On 23 August 2023, Narváez terminated his contract with the Pucelanos.

===Cartagena===
On 23 August 2023, just hours after leaving Valladolid, Narváez signed a two-year contract with FC Cartagena in the second division. On 9 August of the following year, he terminated his link with the club.

===Saudi Arabia===
On 31 August 2024, Narváez joined Saudi First Division League club Al-Jabalain.

On 5 September 2025, Narváez joined Al-Raed.
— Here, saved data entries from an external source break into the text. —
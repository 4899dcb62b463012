use std::path::PathBuf;

use thiserror::Error;

use crate::graph::{EdgeId, EdgeType, NodeId};

/// Convenient result alias for the corridor library.
pub type Result<T> = std::result::Result<T, Error>;

/// Fatal errors raised while loading a graph store or building matrices.
///
/// These indicate broken configuration or data. A matrix bundle is never
/// produced when one of these is raised.
#[derive(Debug, Error)]
pub enum Error {
    /// Raised when a store contains an edge type tag outside `O`, `I`, `C`, `S`, `L`.
    #[error("unknown edge type tag '{tag}'")]
    UnknownEdgeType { tag: String },

    /// Raised when the velocity table has no entry for an edge type in use.
    #[error("no velocity configured for edge type {edge_type}")]
    MissingVelocity { edge_type: EdgeType },

    /// Raised when a velocity is zero, negative or not finite.
    #[error("velocity for edge type {edge_type} must be positive, got {value}")]
    InvalidVelocity { edge_type: EdgeType, value: f64 },

    /// Raised when an edge weight would collide with the "no edge" cell.
    #[error("edge {edge} has non-positive weight {weight}")]
    InvalidEdgeWeight { edge: EdgeId, weight: f64 },

    /// Raised when a room connector never meets the edge it is attached to.
    #[error("connector of room {room} at {angle} degrees does not meet edge {edge}")]
    DegenerateGeometry {
        room: String,
        edge: EdgeId,
        angle: f64,
    },

    /// Raised when a floor number other than 0 or 1 is encountered.
    #[error("unsupported floor {floor}; expected 0 or 1")]
    InvalidFloor { floor: i64 },

    /// Raised when a node identifier is not part of the graph snapshot.
    #[error("unknown node {id}")]
    UnknownNode { id: NodeId },

    /// Raised when an edge identifier is not part of the graph snapshot.
    #[error("unknown edge {id}")]
    UnknownEdge { id: EdgeId },

    /// Raised when a room identifier is not part of the graph snapshot.
    #[error("unknown room {id}")]
    UnknownRoom { id: String },

    /// Raised when a room record references both a node and an edge, or neither.
    #[error("room {id} must be attached to exactly one node or one edge")]
    InvalidRoomAttachment { id: String },

    /// Raised when a setting value cannot be parsed.
    #[error("invalid setting {name}: {message}")]
    InvalidSetting { name: String, message: String },

    /// Graph store could not be located at the resolved path.
    #[error("graph store not found at {path}")]
    StoreNotFound { path: PathBuf },

    /// Raised when the store does not expose the expected tables.
    #[error("unsupported graph store schema; expected nodes, edges, rooms, edge_types and settings tables")]
    UnsupportedSchema,

    /// Wrapper for SQLite errors.
    #[error(transparent)]
    Sqlite(#[from] rusqlite::Error),

    /// Wrapper for IO errors.
    #[error(transparent)]
    Io(#[from] std::io::Error),
}

/// Recoverable failures while turning user text into a [`crate::Location`].
#[derive(Debug, Clone, Error, PartialEq, Eq)]
pub enum ResolutionError {
    /// Nothing was entered.
    #[error("please enter a location")]
    Empty,

    /// No room or node matched the query.
    #[error("location not found: {query}{}", format_suggestions(.suggestions))]
    NotFound {
        query: String,
        suggestions: Vec<String>,
    },

    /// The query is a substring of several room or node names.
    #[error("location '{query}' was too vague; it matches {matches} names")]
    Ambiguous { query: String, matches: usize },
}

/// Failures while computing a route between two resolved locations.
#[derive(Debug, Error)]
pub enum RouteError {
    /// Start and target are the same location.
    #[error("the start location is the same as the target location")]
    SameStartAndTarget,

    /// No edge leaves the start location in the current access mode.
    #[error("no route leaves {location} in the current access mode")]
    StartUnreachable { location: String },

    /// The target cannot be reached in the current access mode.
    #[error("no route reaches {location} in the current access mode")]
    TargetUnreachable { location: String },

    /// Backtracking found no predecessor before reaching the start node.
    #[error("no predecessor found for node {node}; shortest-path distances disagree with the time matrix")]
    InconsistentPathState { node: NodeId },

    /// A fatal data or configuration error surfaced during the query.
    #[error(transparent)]
    Configuration(#[from] Error),
}

fn format_suggestions(suggestions: &[String]) -> String {
    if suggestions.is_empty() {
        String::new()
    } else if suggestions.len() == 1 {
        format!(". Did you mean '{}'?", suggestions[0])
    } else {
        format!(
            ". Did you mean one of: {}?",
            suggestions
                .iter()
                .map(|s| format!("'{}'", s))
                .collect::<Vec<_>>()
                .join(", ")
        )
    }
}
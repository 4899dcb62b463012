use tracing::debug;

use crate::error::RouteError;
use crate::geometry::round_to;
use crate::graph::EdgeType;
use crate::matrix::{Matrix, NodeIndex};

/// Shortest travel time from `start` to every node.
///
/// Unreachable nodes are reported as `f64::INFINITY`. Every relaxation is
/// rounded to one decimal place so distances line up with the rounded matrix
/// cells during [`backtrack`]. When several unvisited nodes share the smallest
/// tentative distance the lowest index is settled first.
pub fn dijkstra(matrix: &Matrix<f64>, start: usize) -> Vec<f64> {
    let size = matrix.size();
    let mut distances = vec![f64::INFINITY; size];
    let mut visited = vec![false; size];
    distances[start] = 0.0;

    loop {
        let mut current = None;
        let mut best = f64::INFINITY;
        for (index, distance) in distances.iter().enumerate() {
            if !visited[index] && *distance < best {
                best = *distance;
                current = Some(index);
            }
        }
        let Some(current) = current else {
            break;
        };
        visited[current] = true;

        for next in 0..size {
            if visited[next] {
                continue;
            }
            if let Some(time) = matrix.get(current, next) {
                let candidate = round_to(distances[current] + time, 1);
                if candidate < distances[next] {
                    distances[next] = candidate;
                }
            }
        }
    }

    distances
}

/// Rebuild the node path from `start` to `target` out of [`dijkstra`] output.
///
/// Walks backwards from the target, taking the first predecessor whose
/// distance plus the connecting edge time equals the current distance.
/// Predecessors with a strictly smaller distance are tried before those
/// joined by a zero-time edge, and a branch that dead-ends is abandoned for
/// the next candidate.
pub fn backtrack(
    matrix: &Matrix<f64>,
    nodes: &NodeIndex,
    distances: &[f64],
    start: usize,
    target: usize,
) -> Result<Vec<usize>, RouteError> {
    if !distances[target].is_finite() {
        return Err(RouteError::TargetUnreachable {
            location: format!("node {}", nodes.id_at(target)),
        });
    }

    let mut path = vec![target];
    // Untried predecessors for each node on `path`, stored in reverse so the
    // preferred candidate pops first.
    let mut pending = vec![predecessors(matrix, nodes, distances, &path, target)];
    let mut dead_end = None;

    while let Some(&current) = path.last() {
        if current == start {
            path.reverse();
            return Ok(path);
        }
        match pending.last_mut().and_then(Vec::pop) {
            Some(previous) => {
                path.push(previous);
                pending.push(predecessors(matrix, nodes, distances, &path, previous));
            }
            None => {
                if dead_end.is_none() {
                    dead_end = Some(current);
                }
                path.pop();
                pending.pop();
            }
        }
    }

    Err(RouteError::InconsistentPathState {
        node: nodes.id_at(dead_end.unwrap_or(target)),
    })
}

fn predecessors(
    matrix: &Matrix<f64>,
    nodes: &NodeIndex,
    distances: &[f64],
    path: &[usize],
    current: usize,
) -> Vec<usize> {
    let (mut closer, mut level): (Vec<usize>, Vec<usize>) = (0..matrix.size())
        .filter(|&previous| {
            if path.contains(&previous) || !distances[previous].is_finite() {
                return false;
            }
            match matrix.get(previous, current) {
                Some(time) => round_to(distances[current] - time, 1) == distances[previous],
                None => false,
            }
        })
        .partition(|&previous| distances[previous] < distances[current]);

    if closer.len() > 1 {
        let tied: Vec<_> = closer.iter().map(|&idx| nodes.id_at(idx)).collect();
        debug!(node = nodes.id_at(current), ?tied, "equal-cost predecessors; taking the first");
    }
    closer.append(&mut level);
    closer.reverse();
    closer
}

/// Walking distance along `path`, rounded to one decimal place.
///
/// Lift edges contribute no walking distance.
pub fn path_distance(
    distance: &Matrix<f64>,
    info: &Matrix<EdgeType>,
    nodes: &NodeIndex,
    path: &[usize],
) -> Result<f64, RouteError> {
    let mut total = 0.0;
    for pair in path.windows(2) {
        let (from, to) = (pair[0], pair[1]);
        if info.get(from, to) == Some(EdgeType::Lift) {
            continue;
        }
        let metres = distance
            .get(from, to)
            .ok_or(RouteError::InconsistentPathState {
                node: nodes.id_at(to),
            })?;
        total += metres;
    }
    Ok(round_to(total, 1))
}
===Cong An Ho Chi Minh City===
On 13 August 2026, Narváez moved to Vietnam, signing for V.League 1 side Cong An Ho Chi Minh City.

==International career==
Narváez was repeatedly called up to participate in Colombia's U20 squad, but Real Madrid refused to release him; he was not allowed to take part in the 2015 FIFA U-20 World Cup.

==Career statistics==

| Club | Season | League |  |  | Cup |  | Continental |  | Total |  |
| Division | Apps | Goals | Apps | Goals | Apps | Goals | Apps | Goals |
| Deportivo Pasto | 2011 | Categoría Primera B | 6 | 1 | 7 | 1 | – |  | 13 | 2 |
| 2012 | Categoría Primera A | 2 | 0 | 8 | 2 | – |  | 10 | 2 |
| Total |  | 8 | 1 | 15 | 3 | 0 | 0 | 23 | 4 |
| Real Madrid C | 2013–14 | Segunda División B | 4 | 1 | – |  | – |  | 4 | 1 |
| 2014–15 | Tercera Federación | 23 | 6 | – |  | – |  | 23 | 6 |
| Total |  | 27 | 7 | 0 | 0 | 0 | 0 | 27 | 7 |
| Real Madrid B | 2013–14 | Segunda División | 4 | 0 | – |  | – |  | 4 | 0 |
| 2014–15 | Segunda División B | 11 | 3 | – |  | – |  | 11 | 3 |
| 2015–16 | Segunda División B | 14 | 1 | – |  | – |  | 14 | 1 |
| Total |  | 29 | 4 | 0 | 0 | 0 | 0 | 29 | 4 |
| Real Betis B | 2015–16 | Segunda División B | 15 | 1 | – |  | – |  | 15 | 1 |
| Real Betis | 2016–17 | La Liga | 7 | 0 | 2 | 0 | – |  | 9 | 0 |
| 2017–18 | La Liga | 7 | 0 | 0 | 0 | – |  | 7 | 0 |
| Total |  | 14 | 0 | 2 | 0 | – |  | 16 | 0 |
| Córdoba | 2017–18 | Segunda División | 16 | 5 | 0 | 0 | – |  | 16 | 5 |
| Almería | 2018–19 | Segunda División | 30 | 2 | 3 | 0 | – |  | 33 | 2 |
| Las Palmas | 2019–20 | Segunda División | 29 | 7 | 0 | 0 | – |  | 29 | 7 |
| Real Zaragoza | 2020–21 | Segunda División | 42 | 9 | 0 | 0 | – |  | 42 | 9 |
| 2021–22 | Segunda División | 34 | 2 | 2 | 0 | – |  | 36 | 2 |
| 2022–23 | Segunda División | 3 | 0 | 0 | 0 | – |  | 3 | 0 |
| Total |  | 79 | 11 | 2 | 0 | – |  | 79 | 11 |
| Real Valladolid | 2022–23 | La Liga | 5 | 0 | 1 | 0 | – |  | 6 | 0 |
| Elche (loan) | 2022–23 | La Liga | 11 | 0 | 0 | 0 | – |  | 11 | 0 |
| Career total |  |  | 263 | 38 | 23 | 3 | 0 | 0 | 286 | 43 |

==Honors==
- Deportivo Pasto
- Categoría Primera B: 2011
- Real Madrid Youth
- Copa del Rey Juvenil de Fútbol: 2013

==Personal life==
Since arriving at Real Madrid's academy, he became close friends with Enzo Fernández, the son of Zinedine Zidane.